Il y a des mots qu'il est impossible pour moi de prononcer.  Impossible d'entendre.  Impossible de lire.  Impossible d'écrire.  IMPOSSIBLE.

Ces mots, les voici...

Attendez, je prends mon courage à deux mains et deux pieds, pour y parvenir.

Déjà, rien que d'y penser, je frémis d'effroi.

Alors les écrire.

Allez : Anaïs, tu peux le faire.

Je peux le faire.

Ces mots, les voici.

Glaire.

Pus.

Mollard.

Voilà.

C'est pensé.

Dit.

Ecrit.

J'ai la nausée aussi, maintenant.  Tiens, « nausée », mot impossible ?  Un peu.  Mais pas autant que glaire, pus et mollard.

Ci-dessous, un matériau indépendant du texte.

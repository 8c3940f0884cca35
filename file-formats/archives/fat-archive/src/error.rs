//! Error types for the FAT archive engine

use std::io;
use thiserror::Error;

/// Result type alias for archive operations
pub type Result<T> = std::result::Result<T, Error>;

/// Main error type for archive operations
#[derive(Error, Debug)]
pub enum Error {
    /// The underlying byte storage failed to read, write, insert or delete
    #[error("I/O error: {0}")]
    Io(#[from] io::Error),

    /// The on-disk allocation table is internally inconsistent
    #[error("Corrupted allocation table: {0}")]
    CorruptedTable(String),

    /// Operation on an entry or handle that is no longer valid
    #[error("Invalid handle: {0}")]
    InvalidHandle(String),

    /// The format rejected a filename
    #[error("Filename {name:?} rejected: {reason}")]
    NameRejected {
        /// The offending name
        name: String,
        /// Why the format refused it
        reason: String,
    },

    /// The table has no room for the request (too many files, size field too narrow)
    #[error("Archive capacity exceeded: {0}")]
    CapacityExceeded(String),

    /// A stream transform failed to encode or decode
    #[error("Transform error: {0}")]
    Transform(String),

    /// A resize reported success but the open stream did not observe it
    #[error("Archive resize silently failed: expected size {expected}, stream reports {actual}")]
    ResizeNotApplied {
        /// Size requested by the truncate call
        expected: u64,
        /// Size seen by the stream afterwards
        actual: u64,
    },

    /// Pending edits cannot be committed because no truncate callback was supplied
    #[error("No truncate callback configured for this archive")]
    MissingTruncateCallback,
}

impl Error {
    /// Create a new CorruptedTable error
    pub fn corrupted_table<S: Into<String>>(msg: S) -> Self {
        Error::CorruptedTable(msg.into())
    }

    /// Create a new InvalidHandle error
    pub fn invalid_handle<S: Into<String>>(msg: S) -> Self {
        Error::InvalidHandle(msg.into())
    }

    /// Create a new NameRejected error
    pub fn name_rejected<N: Into<String>, R: Into<String>>(name: N, reason: R) -> Self {
        Error::NameRejected {
            name: name.into(),
            reason: reason.into(),
        }
    }

    /// Create a new CapacityExceeded error
    pub fn capacity<S: Into<String>>(msg: S) -> Self {
        Error::CapacityExceeded(msg.into())
    }

    /// Create a new Transform error
    pub fn transform<S: Into<String>>(msg: S) -> Self {
        Error::Transform(msg.into())
    }

    /// Check if this error indicates the archive is corrupted
    pub fn is_corruption(&self) -> bool {
        matches!(self, Error::CorruptedTable(_) | Error::ResizeNotApplied { .. })
    }

    /// Check if this error left the archive untouched and the caller may retry
    pub fn is_recoverable(&self) -> bool {
        matches!(
            self,
            Error::NameRejected { .. }
                | Error::CapacityExceeded(_)
                | Error::InvalidHandle(_)
                | Error::MissingTruncateCallback
        )
    }

    /// Wrap this error so it can travel through `std::io` traits
    pub(crate) fn into_io(self) -> io::Error {
        match self {
            Error::Io(e) => e,
            other => io::Error::other(other),
        }
    }
}
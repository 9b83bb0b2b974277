//! Single-user to-do list with flat-file persistence.
//!
//! This crate implements an in-memory task list persisted as a JSON file on
//! disk, mutated through a small set of controller commands. The architecture
//! enforces a strict separation:
//!
//! - **[`core`]**: Pure, deterministic logic (task model, list mutations,
//!   command contract). No I/O, fully testable in isolation.
//! - **[`io`]**: Side-effecting operations (task file store, configuration).
//!   Isolated so the lenient-load and atomic-save contracts are testable
//!   against real temp directories.
//!
//! [`controller`] coordinates core mutations with persistence (save after
//! every mutation); [`session`] is a thin terminal front end that renders the
//! list and forwards user input as commands.

pub mod controller;
pub mod core;
pub mod io;
pub mod logging;
pub mod session;
#[cfg(any(test, feature = "test-support"))]
pub mod test_support;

Ces trois mots, quand j'y pense, j'ai les poils qui se hérissent, l'estomac qui se retourne, les intestins qui se réveillent, le cœur qui palpite, les orteils qui frémissent, le foie qui se bile, la rate qui se dilate, les yeux qui s'exorbitent et la langue qui s'assèche.

Pourquoi, me direz-vous, un mot n'est qu'un mot.

Ah non. NON. Un mot, c'est tellement de choses.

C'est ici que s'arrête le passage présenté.